Se trata de un procedimiento especial de revisión sobre una actuación oficial, que impone a un órgano de la jurisdicción Contencioso-administrativa, el deber de verificar la legalidad de los motivos que fundamentan la decisión negativa de la administración. Por la necesidad de asegurar una pronta y eficaz solución de esta controversia, el trámite que prevé la disposición acusada se ajusta a las exigencias contenidas en el artículo 26 de la Constitución Nacional, puesto que el derecho de defensa se tutela al ejercer la insistencia que provoca el procedimiento de control y garantiza el derecho a la información.

Se advierte que en el asunto sub examine, por los intereses en conflicto y por los bienes jurídicamente tutelados, el procedimiento especial previsto por la norma acusada para asegurarlos, se ajusta en todas sus partes a la Carta, pues los trámites propios del proceso ordinario señalados por el Código Contencioso-Administrativo, así como las acciones de nulidad y de restablecimiento del derecho, no son necesariamente los más adecuados para resolver este tipo de controversias entre la administración y los particulares. Bien puede el legislador, dentro de sus competencias, ante una actuación administrativa de la índole de la providencia que deniega el acceso a los documentos oficiales, disponer un trámite jurisdiccional excepcional o especial, en el que dentro de los diez días hábiles siguientes se resuelva si en derecho procede o no la petición o si ésta debe atenderse parcialmente, sin otra actuación judicial distinta de aquella que permite al Tribunal solicitar copia o fotocopia de los documentos sobre cuya difusión se debate. Es, a juicio de la Corte, un trámite que asegura en debida forma el derecho consagrado por la misma ley y que contribuye a garantizar su eficacia.

Siendo una acto de carácter subjetivo existe un procedimiento especial que garantiza el derecho del ciudadano. Se trata de una reclamación especial que debe atenderse con más agilidad y prontitud que las anteriores, con base en el presupuesto de una simple verificación objetiva sobre la naturaleza y el contenido material del documento solicitado, para evitar que en prolongadas y ordinarias actuaciones, pierda interés e importancia la información requerida por el particular.

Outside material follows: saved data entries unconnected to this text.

//! Folding a completion stream into accumulated text updates

use super::traits::LlmClient;
use crate::conversation::EntryId;
use crate::llm::{CompletionStream, LlmError, LlmRequest, StreamChunk};
use crate::state_machine::Event;
use futures::{Stream, StreamExt};
use tokio::sync::mpsc;

/// Everything received so far for one reply
#[derive(Debug, Clone, PartialEq, Eq)]
pub struct TextUpdate {
    pub content: String,
    pub done: bool,
}

/// Turn a chunk stream into accumulated updates.
///
/// Each non-empty delta yields the full text so far. The stream ends with
/// exactly one `done` update or one error. A stream that closes without an
/// explicit finish is treated as finished.
pub fn text_updates(stream: CompletionStream) -> impl Stream<Item = Result<TextUpdate, LlmError>> + Send {
    futures::stream::unfold(
        Some((stream, String::new())),
        |state| async move {
            let (mut stream, mut content) = state?;
            loop {
                match stream.next().await {
                    Some(Ok(StreamChunk::Text(delta))) => {
                        if delta.is_empty() {
                            continue;
                        }
                        content.push_str(&delta);
                        let update = TextUpdate {
                            content: content.clone(),
                            done: false,
                        };
                        return Some((Ok(update), Some((stream, content))));
                    }
                    Some(Ok(StreamChunk::Done { .. })) | None => {
                        return Some((Ok(TextUpdate { content, done: true }), None));
                    }
                    Some(Err(e)) => return Some((Err(e), None)),
                }
            }
        },
    )
}

/// Drive one completion for `turn_id`, forwarding its progress as events.
///
/// Events are sent in arrival order; sending stops once the session's
/// event channel is closed.
pub async fn stream_turn<L: LlmClient + ?Sized>(
    llm: &L,
    request: &LlmRequest,
    turn_id: EntryId,
    event_tx: mpsc::Sender<Event>,
) {
    let stream = match llm.stream(request).await {
        Ok(stream) => stream,
        Err(e) => {
            let _ = event_tx.send(failed(&turn_id, e)).await;
            return;
        }
    };

    let mut updates = std::pin::pin!(text_updates(stream));
    while let Some(update) = updates.next().await {
        let event = match update {
            Ok(TextUpdate {
                content,
                done: false,
            }) => Event::StreamUpdate {
                turn_id: turn_id.clone(),
                content,
            },
            Ok(TextUpdate { content, done: true }) => Event::StreamDone {
                turn_id: turn_id.clone(),
                content,
            },
            Err(e) => failed(&turn_id, e),
        };
        if event_tx.send(event).await.is_err() {
            tracing::debug!(turn_id = %turn_id, "Session gone, dropping completion");
            return;
        }
    }
}

fn failed(turn_id: &EntryId, error: LlmError) -> Event {
    Event::StreamFailed {
        turn_id: turn_id.clone(),
        message: error.message,
        error_kind: error.kind,
    }
}
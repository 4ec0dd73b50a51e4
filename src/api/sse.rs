//! Server-Sent Events support

use super::types::SessionView;
use crate::runtime::SseEvent;
use axum::response::sse::{Event, KeepAlive, Sse};
use futures::stream::{Stream, StreamExt};
use serde_json::json;
use std::convert::Infallible;
use std::time::Duration;
use tokio_stream::wrappers::errors::BroadcastStreamRecvError;
use tokio_stream::wrappers::BroadcastStream;
use tokio_util::sync::CancellationToken;

/// Convert broadcast stream to SSE stream.
///
/// The stream ends when the session's broadcast closes or `closing` fires.
pub fn sse_stream(
    init_event: SseEvent,
    broadcast_rx: tokio::sync::broadcast::Receiver<SseEvent>,
    closing: CancellationToken,
) -> Sse<impl Stream<Item = Result<Event, Infallible>>> {
    // Create stream that starts with init event then broadcasts
    let init = futures::stream::once(async move { Ok(sse_event_to_axum(init_event)) });

    let broadcasts = BroadcastStream::new(broadcast_rx).map(|result| {
        let event = match result {
            Ok(event) => event,
            // Client fell behind; it should refetch the session
            Err(BroadcastStreamRecvError::Lagged(skipped)) => SseEvent::Error {
                message: format!("Missed {skipped} updates; reload the session"),
            },
        };
        Ok(sse_event_to_axum(event))
    });

    let combined = init
        .chain(broadcasts)
        .take_until(closing.cancelled_owned());

    Sse::new(combined).keep_alive(
        KeepAlive::new()
            .interval(Duration::from_secs(15))
            .text("ping"),
    )
}

fn sse_event_to_axum(event: SseEvent) -> Event {
    let (event_type, data) = event_payload(event);
    Event::default().event(event_type).data(data.to_string())
}

fn event_payload(event: SseEvent) -> (&'static str, serde_json::Value) {
    match event {
        SseEvent::Init { snapshot } => (
            "init",
            json!({
                "type": "init",
                "session_id": snapshot.session_id,
                "model": snapshot.model_id,
                "session": SessionView::from(&snapshot).to_json(),
            }),
        ),
        SseEvent::Message { entry } => (
            "message",
            json!({
                "type": "message",
                "entry": entry
            }),
        ),
        SseEvent::Pending { entry } => (
            "pending",
            json!({
                "type": "pending",
                "entry": entry
            }),
        ),
        SseEvent::StateChange { state } => (
            "state_change",
            json!({
                "type": "state_change",
                "state": state
            }),
        ),
        SseEvent::TurnDone { turn_id } => (
            "turn_done",
            json!({
                "type": "turn_done",
                "turn_id": turn_id
            }),
        ),
        SseEvent::TurnFailed {
            turn_id,
            message,
            error_kind,
        } => (
            "turn_failed",
            json!({
                "type": "turn_failed",
                "turn_id": turn_id,
                "message": message,
                "error_kind": error_kind,
                "retryable": error_kind.is_retryable()
            }),
        ),
        SseEvent::Error { message } => (
            "error",
            json!({
                "type": "error",
                "message": message
            }),
        ),
    }
}
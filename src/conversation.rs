//! Conversation state store
//!
//! Holds the two parallel histories of a session: the transcript sent to the
//! model and the display entries shown on the page. Values are immutable
//! snapshots; every append returns a new `Conversation` with the version
//! bumped and leaves the receiver untouched.

mod entry;

pub use entry::{DisplayEntry, DisplayRole, EntryId, Fragment, Role, TranscriptEntry};

use serde::Serialize;
use std::sync::Arc;

/// One versioned snapshot of a session's histories
#[derive(Debug, Clone, Default)]
pub struct Conversation {
    version: u64,
    transcript: Arc<Vec<TranscriptEntry>>,
    display: Arc<Vec<DisplayEntry>>,
}

/// Borrowed, serializable view of a snapshot
#[derive(Debug, Serialize)]
pub struct ConversationView<'a> {
    pub version: u64,
    pub transcript: &'a [TranscriptEntry],
    pub display: &'a [DisplayEntry],
}

impl Conversation {
    pub fn new() -> Self {
        Self::default()
    }

    /// Snapshot with a user turn appended to both histories.
    ///
    /// Callers drop whitespace-only input before getting here.
    #[must_use]
    pub fn append_user(&self, id: EntryId, text: &str) -> Self {
        self.extended(
            TranscriptEntry::user(id.clone(), text),
            DisplayEntry::user(id, text),
        )
    }

    /// Snapshot with a completed assistant reply appended to both histories
    #[must_use]
    pub fn append_assistant(&self, id: EntryId, text: &str) -> Self {
        self.extended(
            TranscriptEntry::assistant(id.clone(), text),
            DisplayEntry::bot(id, text),
        )
    }

    fn extended(&self, entry: TranscriptEntry, display: DisplayEntry) -> Self {
        let mut transcript = Vec::with_capacity(self.transcript.len() + 1);
        transcript.extend_from_slice(&self.transcript);
        transcript.push(entry);

        let mut shown = Vec::with_capacity(self.display.len() + 1);
        shown.extend_from_slice(&self.display);
        shown.push(display);

        Self {
            version: self.version + 1,
            transcript: Arc::new(transcript),
            display: Arc::new(shown),
        }
    }

    pub fn read(&self) -> (&[TranscriptEntry], &[DisplayEntry]) {
        (self.transcript.as_slice(), self.display.as_slice())
    }

    pub fn transcript(&self) -> &[TranscriptEntry] {
        self.transcript.as_slice()
    }

    pub fn display(&self) -> &[DisplayEntry] {
        self.display.as_slice()
    }

    pub fn version(&self) -> u64 {
        self.version
    }

    pub fn view(&self) -> ConversationView<'_> {
        let (transcript, display) = self.read();
        ConversationView {
            version: self.version,
            transcript,
            display,
        }
    }

    /// The context for a completion: the system entry, then the transcript
    pub fn completion_context(&self, system: TranscriptEntry) -> Vec<TranscriptEntry> {
        let mut context = Vec::with_capacity(self.transcript.len() + 1);
        context.push(system);
        context.extend_from_slice(&self.transcript);
        context
    }

    /// Whether every transcript entry has its display counterpart, in order
    pub fn is_consistent(&self) -> bool {
        self.transcript.len() == self.display.len()
            && self.transcript.iter().zip(self.display.iter()).all(|(t, d)| {
                let role_matches = matches!(
                    (t.role, d.role),
                    (Role::User, DisplayRole::User) | (Role::Assistant, DisplayRole::Assistant)
                );
                role_matches
                    && t.id.as_ref() == Some(&d.id)
                    && d.display.text() == Some(t.content.as_str())
            })
    }
}
// ============================================================================
// Tests
// ============================================================================

#[cfg(test)]
mod tests {
    use super::*;
    use crate::conversation::{DisplayRole, Fragment, Role};
    use crate::runtime::{REAP_INTERVAL, SESSION_IDLE_TIMEOUT};
    use crate::llm::{LlmErrorKind, MessageRole};
    use crate::state_machine::{TransitionError, TurnState};
    use crate::system_prompt::SYSTEM_PROMPT;

    fn pending_texts(events: &[SseEvent]) -> Vec<String> {
        events
            .iter()
            .filter_map(|e| match e {
                SseEvent::Pending { entry } => entry.display.text().map(str::to_string),
                _ => None,
            })
            .collect()
    }

    fn committed(events: &[SseEvent]) -> Vec<&DisplayEntry> {
        events
            .iter()
            .filter_map(|e| match e {
                SseEvent::Message { entry } => Some(entry),
                _ => None,
            })
            .collect()
    }

    #[tokio::test]
    async fn test_reply_streams_then_commits_once() {
        let llm = Arc::new(MockLlmClient::new("test-model"));
        llm.queue_reply(&["Hello", " Dana"]);
        let mut session = TestSession::start(llm.clone()).await;

        let placeholder = session
            .send("Hi, I'm Dana, my son is 6.")
            .await
            .unwrap()
            .expect("placeholder");
        assert_eq!(placeholder.display, Fragment::Loading);
        assert_eq!(placeholder.role, DisplayRole::Assistant);

        let events = session.wait_for_turn_end().await;
        assert!(matches!(events.last(), Some(SseEvent::TurnDone { .. })));
        assert_eq!(pending_texts(&events), vec!["Hello", "Hello Dana"]);

        let messages = committed(&events);
        assert_eq!(messages.len(), 2);
        assert_eq!(messages[0].display.text(), Some("Hi, I'm Dana, my son is 6."));
        assert_eq!(messages[1].display.text(), Some("Hello Dana"));
        assert_eq!(messages[1].id, placeholder.id);

        let snapshot = session.snapshot().await;
        let roles: Vec<_> = snapshot
            .conversation
            .transcript()
            .iter()
            .map(|e| e.role)
            .collect();
        assert_eq!(roles, vec![Role::User, Role::Assistant]);
        assert_eq!(snapshot.conversation.display().len(), 2);
        assert!(snapshot.conversation.is_consistent());
        assert!(snapshot.pending.is_none());
        assert_eq!(snapshot.state, TurnState::Idle);
    }

    #[tokio::test]
    async fn test_request_starts_with_system_prompt() {
        let llm = Arc::new(MockLlmClient::new("test-model"));
        llm.queue_reply(&["Sorry, I am a demo and cannot do that."]);
        let mut session = TestSession::start(llm.clone()).await;

        session.send("  Book me a flight.\n").await.unwrap();
        session.wait_for_turn_end().await;

        let requests = llm.recorded_requests();
        assert_eq!(requests.len(), 1);
        let messages = &requests[0].messages;
        assert_eq!(messages.len(), 2);
        assert_eq!(messages[0].role, MessageRole::System);
        assert_eq!(messages[0].content, SYSTEM_PROMPT);
        assert_eq!(messages[1].role, MessageRole::User);
        assert_eq!(messages[1].content, "Book me a flight.");

        // The system entry is never stored
        let snapshot = session.snapshot().await;
        let transcript = snapshot.conversation.transcript();
        assert!(transcript.iter().all(|e| e.role != Role::System));
        assert_eq!(
            transcript.last().unwrap().content,
            "Sorry, I am a demo and cannot do that."
        );
    }

    #[tokio::test]
    async fn test_second_turn_sees_committed_reply() {
        let llm = Arc::new(MockLlmClient::new("test-model"));
        llm.queue_reply(&["Hello ", "Dana"]);
        llm.queue_reply(&["Try the science museum."]);
        let mut session = TestSession::start(llm.clone()).await;

        session.send("Hi, I'm Dana, my son is 6.").await.unwrap();
        session.wait_for_turn_end().await;
        session.send("Any ideas for Saturday?").await.unwrap();
        session.wait_for_turn_end().await;

        let requests = llm.recorded_requests();
        let second: Vec<_> = requests[1]
            .messages
            .iter()
            .map(|m| (m.role, m.content.as_str()))
            .collect();
        assert_eq!(
            second,
            vec![
                (MessageRole::System, SYSTEM_PROMPT),
                (MessageRole::User, "Hi, I'm Dana, my son is 6."),
                (MessageRole::Assistant, "Hello Dana"),
                (MessageRole::User, "Any ideas for Saturday?"),
            ]
        );
        assert_eq!(session.snapshot().await.conversation.version(), 4);
    }

    #[tokio::test]
    async fn test_failure_keeps_user_turn_and_session_usable() {
        let llm = Arc::new(MockLlmClient::new("test-model"));
        llm.queue_chunks(vec![
            Ok(StreamChunk::text("Hel")),
            Err(LlmError::network("connection reset")),
        ]);
        llm.queue_reply(&["Back again"]);
        let mut session = TestSession::start(llm.clone()).await;

        session.send("Are you there?").await.unwrap();
        let events = session.wait_for_turn_end().await;
        match events.last() {
            Some(SseEvent::TurnFailed { error_kind, message, .. }) => {
                assert_eq!(*error_kind, LlmErrorKind::Network);
                assert!(message.contains("connection reset"));
            }
            other => panic!("expected TurnFailed, got {other:?}"),
        }

        let snapshot = session.snapshot().await;
        assert_eq!(snapshot.conversation.transcript().len(), 1);
        assert_eq!(snapshot.conversation.display().len(), 1);
        assert!(snapshot.pending.is_none());
        assert!(matches!(snapshot.state, TurnState::Failed { .. }));

        // Partial text never reaches the next request
        session.send("Hello?").await.unwrap();
        let events = session.wait_for_turn_end().await;
        assert!(matches!(events.last(), Some(SseEvent::TurnDone { .. })));

        let requests = llm.recorded_requests();
        let roles: Vec<_> = requests[1].messages.iter().map(|m| m.role).collect();
        assert_eq!(
            roles,
            vec![MessageRole::System, MessageRole::User, MessageRole::User]
        );
        assert!(requests[1].messages.iter().all(|m| m.content != "Hel"));
    }

    #[tokio::test]
    async fn test_refused_request_fails_turn() {
        let llm = Arc::new(MockLlmClient::new("test-model"));
        llm.queue_error(LlmError::rate_limit("slow down"));
        let mut session = TestSession::start(llm).await;

        session.send("Hi").await.unwrap();
        let events = session.wait_for_turn_end().await;
        assert!(matches!(
            events.last(),
            Some(SseEvent::TurnFailed {
                error_kind: LlmErrorKind::RateLimit,
                ..
            })
        ));
    }

    #[tokio::test]
    async fn test_busy_session_rejects_second_message() {
        let llm = Arc::new(ChannelLlmClient::new());
        let turn = llm.open_turn();
        let request_started = llm.request_started.clone();
        let mut session = TestSession::start(llm.clone()).await;

        session.send("First").await.unwrap();
        tokio::time::timeout(Duration::from_secs(1), request_started.notified())
            .await
            .expect("LLM request should start");

        let err = session.send("Second").await.unwrap_err();
        assert!(matches!(
            err,
            SessionError::Rejected(TransitionError::TurnInProgress)
        ));

        turn.send(Ok(StreamChunk::text("Done now"))).unwrap();
        turn.send(Ok(StreamChunk::done())).unwrap();
        session.wait_for_turn_end().await;

        let snapshot = session.snapshot().await;
        let texts: Vec<_> = snapshot
            .conversation
            .transcript()
            .iter()
            .map(|e| e.content.as_str())
            .collect();
        assert_eq!(texts, vec!["First", "Done now"]);
        assert_eq!(llm.requests.lock().unwrap().len(), 1);
    }

    #[tokio::test]
    async fn test_whitespace_input_makes_no_call() {
        let llm = Arc::new(MockLlmClient::new("test-model"));
        let session = TestSession::start(llm.clone()).await;

        assert!(session.send("   \n\t").await.unwrap().is_none());
        assert!(session.send("").await.unwrap().is_none());

        let snapshot = session.snapshot().await;
        assert_eq!(snapshot.conversation.version(), 0);
        assert!(snapshot.conversation.transcript().is_empty());
        assert!(llm.recorded_requests().is_empty());
    }

    #[tokio::test]
    async fn test_pending_slot_visible_mid_stream() {
        let llm = Arc::new(ChannelLlmClient::new());
        let turn = llm.open_turn();
        let mut session = TestSession::start(llm.clone()).await;

        let placeholder = session.send("Hi").await.unwrap().unwrap();
        turn.send(Ok(StreamChunk::text("Hel"))).unwrap();
        session
            .collect_until(Duration::from_secs(1), |e| {
                matches!(e, SseEvent::Pending { entry } if entry.display.text() == Some("Hel"))
            })
            .await
            .expect("partial text should arrive");

        let snapshot = session.snapshot().await;
        let pending = snapshot.pending.expect("pending slot");
        assert_eq!(pending.id, placeholder.id);
        assert_eq!(pending.display.text(), Some("Hel"));
        // Only the user turn is in history while the reply streams
        assert_eq!(snapshot.conversation.display().len(), 1);
        assert!(matches!(snapshot.state, TurnState::Streaming { .. }));

        drop(turn);
        let events = session.wait_for_turn_end().await;
        assert!(matches!(events.last(), Some(SseEvent::TurnDone { .. })));
    }

    #[tokio::test]
    async fn test_end_session_cancels_stream() {
        let llm = Arc::new(ChannelLlmClient::new());
        let turn = llm.open_turn();
        let request_started = llm.request_started.clone();
        let session = TestSession::start(llm.clone()).await;

        session.send("Hi").await.unwrap();
        tokio::time::timeout(Duration::from_secs(1), request_started.notified())
            .await
            .expect("LLM request should start");

        session.manager.end_session(&session.session_id).await.unwrap();

        let deadline = tokio::time::Instant::now() + Duration::from_secs(2);
        while !turn.is_closed() && tokio::time::Instant::now() < deadline {
            tokio::time::sleep(Duration::from_millis(10)).await;
        }
        assert!(turn.is_closed(), "stream should be dropped after session end");

        let err = session.send("Still there?").await.unwrap_err();
        assert!(matches!(err, SessionError::NotFound(_)));
    }

    #[tokio::test]
    async fn test_unknown_session() {
        let manager = SessionManager::new(Arc::new(MockLlmClient::new("test-model")));
        assert!(matches!(
            manager.snapshot("nope").await,
            Err(SessionError::NotFound(_))
        ));
        assert!(matches!(
            manager.end_session("nope").await,
            Err(SessionError::NotFound(_))
        ));
    }

    #[tokio::test]
    async fn test_sessions_are_independent() {
        let llm = Arc::new(MockLlmClient::new("test-model"));
        llm.queue_reply(&["One"]);
        let manager = SessionManager::new(llm);
        let a = manager.create_session().await.session_id;
        let b = manager.create_session().await.session_id;
        assert_ne!(a, b);
        assert_eq!(manager.session_count().await, 2);

        let (_, mut events) = manager.subscribe(&a).await.unwrap();
        manager.send_message(&a, "Hello").await.unwrap();
        loop {
            if let SseEvent::TurnDone { .. } = events.recv().await.unwrap() {
                break;
            }
        }

        assert_eq!(manager.snapshot(&a).await.unwrap().conversation.version(), 2);
        assert_eq!(manager.snapshot(&b).await.unwrap().conversation.version(), 0);
    }

    #[tokio::test(start_paused = true)]
    async fn test_abandoned_session_is_reaped() {
        let manager = Arc::new(SessionManager::new(Arc::new(MockLlmClient::new("test-model"))));
        let abandoned = manager.create_session().await.session_id;
        let watched = manager.create_session().await.session_id;
        let (_, _events) = manager.subscribe(&watched).await.unwrap();
        let reaper = manager.spawn_reaper(SESSION_IDLE_TIMEOUT, REAP_INTERVAL);

        tokio::time::sleep(SESSION_IDLE_TIMEOUT / 2).await;
        assert_eq!(manager.session_count().await, 2);

        tokio::time::sleep(SESSION_IDLE_TIMEOUT + REAP_INTERVAL).await;
        assert_eq!(manager.session_count().await, 1);
        assert!(matches!(
            manager.snapshot(&abandoned).await,
            Err(SessionError::NotFound(_))
        ));
        assert!(manager.snapshot(&watched).await.is_ok());

        manager.shutdown().await;
        tokio::time::timeout(Duration::from_secs(1), reaper)
            .await
            .expect("reaper should stop on shutdown")
            .unwrap();
    }

    #[tokio::test(start_paused = true)]
    async fn test_recent_input_defers_reaping() {
        let llm = Arc::new(MockLlmClient::new("test-model"));
        llm.queue_reply(&["Hi there"]);
        let manager = SessionManager::new(llm);
        let id = manager.create_session().await.session_id;
        let idle = Duration::from_secs(400);

        tokio::time::advance(Duration::from_secs(300)).await;
        manager.send_message(&id, "Hello").await.unwrap();

        tokio::time::advance(Duration::from_secs(300)).await;
        assert_eq!(manager.reap_idle(idle).await, 0);

        tokio::time::advance(Duration::from_secs(200)).await;
        assert_eq!(manager.reap_idle(idle).await, 1);
        assert_eq!(manager.session_count().await, 0);
    }

    #[tokio::test]
    async fn test_shutdown_closes_sessions() {
        let manager = SessionManager::new(Arc::new(MockLlmClient::new("test-model")));
        let id = manager.create_session().await.session_id;
        let closing = manager.closing();
        let (_, mut events) = manager.subscribe(&id).await.unwrap();

        manager.shutdown().await;

        assert!(closing.is_cancelled());
        assert_eq!(manager.session_count().await, 0);
        let closed = tokio::time::timeout(Duration::from_secs(1), events.recv())
            .await
            .expect("actor should stop");
        assert!(matches!(closed, Err(broadcast::error::RecvError::Closed)));
    }
}
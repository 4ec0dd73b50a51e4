//! LLM provider abstraction
//!
//! Provides a common streaming interface over hosted completion models.

mod error;
mod gemini;
mod models;
mod registry;
mod types;


pub use error::{LlmError, LlmErrorKind};
pub use gemini::{GeminiModel, GeminiService};
pub use models::{all_models, ModelDef};
pub use registry::{LlmConfig, ModelInfo, ModelRegistry};
pub use types::*;

use async_trait::async_trait;
use futures::{Stream, StreamExt};
use std::pin::Pin;
use std::sync::Arc;
use std::time::Instant;

/// Stream of completion chunks. Terminates after one `StreamChunk::Done` or
/// one `Err`.
pub type CompletionStream = Pin<Box<dyn Stream<Item = Result<StreamChunk, LlmError>> + Send>>;

/// Common interface for LLM providers
#[async_trait]
pub trait LlmService: Send + Sync {
    /// Open a streaming completion. Errors before the first byte (bad status,
    /// connection failure) surface here; later ones arrive in the stream.
    async fn stream(&self, request: &LlmRequest) -> Result<CompletionStream, LlmError>;

    /// Get the model ID
    fn model_id(&self) -> &str;

    /// Get the context window size in tokens
    fn context_window(&self) -> usize;
}

/// Logging wrapper for LLM services
pub struct LoggingService {
    inner: Arc<dyn LlmService>,
    model_id: String,
}

impl LoggingService {
    pub fn new(inner: Arc<dyn LlmService>) -> Self {
        let model_id = inner.model_id().to_string();
        Self { inner, model_id }
    }
}

#[async_trait]
impl LlmService for LoggingService {
    async fn stream(&self, request: &LlmRequest) -> Result<CompletionStream, LlmError> {
        let start = Instant::now();
        let model = self.model_id.clone();

        let stream = match self.inner.stream(request).await {
            Ok(stream) => stream,
            Err(e) => {
                tracing::error!(
                    model = %model,
                    duration_ms = %start.elapsed().as_millis(),
                    error = %e.message,
                    retryable = e.kind.is_retryable(),
                    "LLM request failed"
                );
                return Err(e);
            }
        };

        tracing::debug!(
            model = %model,
            messages = request.messages.len(),
            first_byte_ms = %start.elapsed().as_millis(),
            "LLM stream opened"
        );

        Ok(Box::pin(stream.inspect(move |item| match item {
            Ok(StreamChunk::Done {
                finish_reason,
                usage,
            }) => {
                tracing::info!(
                    model = %model,
                    duration_ms = %start.elapsed().as_millis(),
                    input_tokens = usage.input_tokens,
                    output_tokens = usage.output_tokens,
                    total_tokens = usage.total(),
                    finish_reason = finish_reason.as_deref().unwrap_or("none"),
                    "LLM request completed"
                );
            }
            Ok(StreamChunk::Text(_)) => {}
            Err(e) => {
                tracing::error!(
                    model = %model,
                    duration_ms = %start.elapsed().as_millis(),
                    error = %e.message,
                    retryable = e.kind.is_retryable(),
                    "LLM stream failed"
                );
            }
        })))
    }

    fn model_id(&self) -> &str {
        &self.model_id
    }

    fn context_window(&self) -> usize {
        self.inner.context_window()
    }
}
//! Centralized model definitions
//!
//! Every model the server can talk to is listed here with the factory that
//! builds its service.

use super::{GeminiModel, GeminiService, LlmService};
use std::sync::Arc;

/// Model definition with metadata
#[derive(Debug, Clone)]
pub struct ModelDef {
    /// User-facing model ID (e.g., "gemini-1.5-pro")
    pub id: &'static str,
    /// API name used by the provider (e.g., "gemini-1.5-pro-latest")
    pub api_name: &'static str,
    /// Human-readable description
    pub description: &'static str,
    /// Context window size in tokens
    pub context_window: usize,
    /// Factory function to create the service
    pub factory: fn(&str, Option<&str>) -> Result<Arc<dyn LlmService>, String>,
}

/// Get all available model definitions
pub fn all_models() -> &'static [ModelDef] {
    &[
        ModelDef {
            id: "gemini-1.5-pro",
            api_name: "gemini-1.5-pro-latest",
            description: "Gemini 1.5 Pro (most capable)",
            context_window: 2_097_152,
            factory: |api_key, gateway| {
                // Accept any non-empty key (including "implicit" for gateway mode)
                if api_key.is_empty() {
                    return Err("gemini-1.5-pro requires GOOGLE_GENERATIVE_AI_API_KEY or gateway".to_string());
                }
                let service = GeminiService::new(api_key.to_string(), GeminiModel::Gemini15Pro, gateway)
                    .map_err(|e| e.to_string())?;
                Ok(Arc::new(service))
            },
        },
        ModelDef {
            id: "gemini-1.5-flash",
            api_name: "gemini-1.5-flash-latest",
            description: "Gemini 1.5 Flash (fast, efficient)",
            context_window: 1_048_576,
            factory: |api_key, gateway| {
                if api_key.is_empty() {
                    return Err("gemini-1.5-flash requires GOOGLE_GENERATIVE_AI_API_KEY or gateway".to_string());
                }
                let service = GeminiService::new(api_key.to_string(), GeminiModel::Gemini15Flash, gateway)
                    .map_err(|e| e.to_string())?;
                Ok(Arc::new(service))
            },
        },
    ]
}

Estima esta Corporación que la norma objeto de la acusación se ajusta en todas sus partes a lo previsto por la Constitución Nacional y así lo declarará.

Decisión

En mérito de lo expuesto, la Corte Suprema de Justicia -Sala Plena-, previo estudio de su Sala Constitucional,

resuelve

"Declarar exequible el artículo 21 de la Ley 57 de 1985, en la parte demandada, cuyo tenor literal es el siguiente:

"Artículo 21. Si la persona interesada insistiere en su solicitud, corresponderá al Tribunal de los Contencioso-Administrativo que tenga jurisdicción en el lugar donde se encuentren los documentos decidir en única instancia si se acepta o no la petición formulada o si se debe atender parcialmente. Ante la insistencia del peticionario para que se le permita consulta o se le expida la copia requerida, el funcionario respectivo enviará la documentación correspondiente al Tribunal para que éste decida dentro de los diez (10) días hábiles siguientes. Se interrumpirá este término en el caso de que el Tribunal solicite copia o fotocopia de los documentos sobre cuya divulgación deba decidir y hasta la fecha en la cual los reciba oficialmente".

Cópiese, publíquese, comuníquese al Gobierno Nacional, insértese en la Gaceta Judicial y archívese el expediente.

José Alejandro Bonivento Fernández, Presidente; Rafael Baquero Herrera, Jorge Carreño Luengas, Guillermo Dávila Muñoz, Manuel Enrique Daza Alvarez, Jairo E. Duque Pérez, Guillermo Duque Ruiz, Eduardo Garda Sarmiento, Gustavo Gómez Velásquez, Juan Hernández Sáenz, Pedro Lafont Pianetta, Rodolfo Mantilla Jácome, Héctor Marín Naranjo, Lisandro Martínez Zúñiga, Fabio Morón Díaz, Alberto Ospina Botero, Didimo Páez Velandia, Jorge Iván Palacio Palacio, Jacobo Pérez Escobar, Rafael Romero Sierra, Edgar Saavedra Rojas, Jaime Sanín Greiffenstein, Ramón Zúñiga Valverde.